Without changing a single character, copy every record below.
Data shown Block Start
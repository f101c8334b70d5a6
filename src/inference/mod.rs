//! Robust bias-corrected inference for the RD effect.

pub(crate) mod bias;
pub mod rdrobust;

pub use rdrobust::*;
Data shown Block End
■ **Written answer**:
repository f101c8334b70d5a6
filename src/inference/mod.rs
//! Robust bias-corrected inference for the RD effect.

pub(crate) mod bias;
pub mod rdrobust;

pub use rdrobust::*;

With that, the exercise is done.